Day 109
Week 16 Day 4: Creating Rituals for Honest Feedback
Honest feedback does not happen because you ask for it once. It happens because you build rituals that make it expected, normal, and safe.
Lesson Locked
A ritual is different from a request. A request says 'please give me feedback.' A ritual says 'every Friday at our weekly sync, we spend the last five minutes on what is not working.' The request depends on individual courage. The ritual depends on organizational structure. Rituals normalize what would otherwise feel risky. When honest feedback is a scheduled, recurring, expected part of the team's operating rhythm, the social cost of providing it drops to nearly zero.
Here are three feedback rituals I have implemented that actually work. First: the 'roses and thorns' round. At the end of every sprint review, each person names one thing that went well (rose) and one thing that did not (thorn). The key is that everyone must name a thorn -- even when the sprint went well. This prevents the ritual from becoming a positivity exercise and ensures that problems surface every cycle. Second: the 'start, stop, continue' check-in. Once a month, each team member submits three items anonymously: one thing the team should start doing, one thing it should stop doing, and one thing it should continue. The anonymity removes the filter. The structure makes it easy to participate. Third: the 'leader report card.' Every quarter, my team grades me on five dimensions: communication, follow-through, fairness, availability, and clarity. They submit the grades anonymously and I share the results with the full team, including my action plan for the lowest-scored dimension. This ritual is the most uncomfortable and the most valuable because it inverts the traditional evaluation dynamic.
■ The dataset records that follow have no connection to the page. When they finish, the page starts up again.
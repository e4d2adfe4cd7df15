use crate::domain::loan::LoanRequest;
use crate::error::{LoanError, Result, ValidationError};
use chrono::NaiveDate;
use rust_decimal::Decimal;
use serde::Deserialize;
use std::io::Read;

/// One CSV row as written, before presence checks.
#[derive(Debug, Deserialize, PartialEq, Clone)]
#[serde(rename_all = "camelCase")]
pub struct LoanRequestRecord {
    #[serde(default, with = "rust_decimal::serde::str_option")]
    pub principal: Option<Decimal>,
    pub birth_date: Option<NaiveDate>,
    pub term_months: Option<i32>,
}

impl TryFrom<LoanRequestRecord> for LoanRequest {
    type Error = ValidationError;

    fn try_from(record: LoanRequestRecord) -> std::result::Result<Self, Self::Error> {
        let principal = record.principal.ok_or(ValidationError::MissingAmount)?;
        let birth_date = record.birth_date.ok_or(ValidationError::MissingBirthDate)?;
        let term_months = record.term_months.ok_or(ValidationError::MissingTerm)?;
        Ok(LoanRequest::new(principal, birth_date, term_months))
    }
}

/// Reads loan requests from a CSV source with a `principal,birthDate,termMonths` header.
///
/// Whitespace is trimmed and empty fields count as missing.
pub struct RequestReader<R: Read> {
    reader: csv::Reader<R>,
}

impl<R: Read> RequestReader<R> {
    pub fn new(source: R) -> Self {
        let reader = csv::ReaderBuilder::new()
            .trim(csv::Trim::All)
            .flexible(true)
            .from_reader(source);
        Self { reader }
    }

    /// Lazily yields each row's request, numbered from 1.
    pub fn requests(self) -> impl Iterator<Item = (usize, Result<LoanRequest>)> {
        self.reader
            .into_deserialize::<LoanRequestRecord>()
            .enumerate()
            .map(|(index, record)| {
                let request = record
                    .map_err(LoanError::from)
                    .and_then(|record| LoanRequest::try_from(record).map_err(LoanError::from));
                (index + 1, request)
            })
    }
}
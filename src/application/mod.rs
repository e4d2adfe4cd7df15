//! Application layer orchestrating the loan calculation.
//!
//! [`engine::LoanSimulator`] is the entry point for a single request. It runs
//! validation, rate tiering and result assembly as one sequential chain.
//! [`batch`] fans many requests out over tokio tasks.

pub mod batch;
pub mod engine;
The ritualization of feedback aligns with what Feldman (1984) calls 'organizational routines' -- repetitive patterns of interdependent actions that become self-reinforcing through practice. Research by Gersick and Hackman (1990) on 'habitual routines in task-performing groups' demonstrates that groups rely heavily on routines to reduce cognitive load and social uncertainty, making routines a powerful lever for behavior change. The 'roses and thorns' format draws on what Cooperrider and Srivastva (1987) call 'Appreciative Inquiry' -- the practice of pairing positive and negative observations to reduce the threat associated with criticism. The mandatory thorn element addresses what Lencioni (2002) identifies as 'artificial harmony' -- the tendency of teams to suppress conflict in favor of superficial agreement. The anonymous submission in 'start, stop, continue' leverages what Postmes and Lea (2000) call the 'social identity model of deindividuation effects' -- anonymity reduces conformity pressure and increases the expression of genuine opinions. The leader report card is adapted from what London and Beatty (1993) formalized as 'upward feedback' -- subordinate evaluation of managers -- which meta-analytic research by Smither, London, and Reilly (2005) found produces measurable improvements in leader behavior when combined with action planning and follow-up.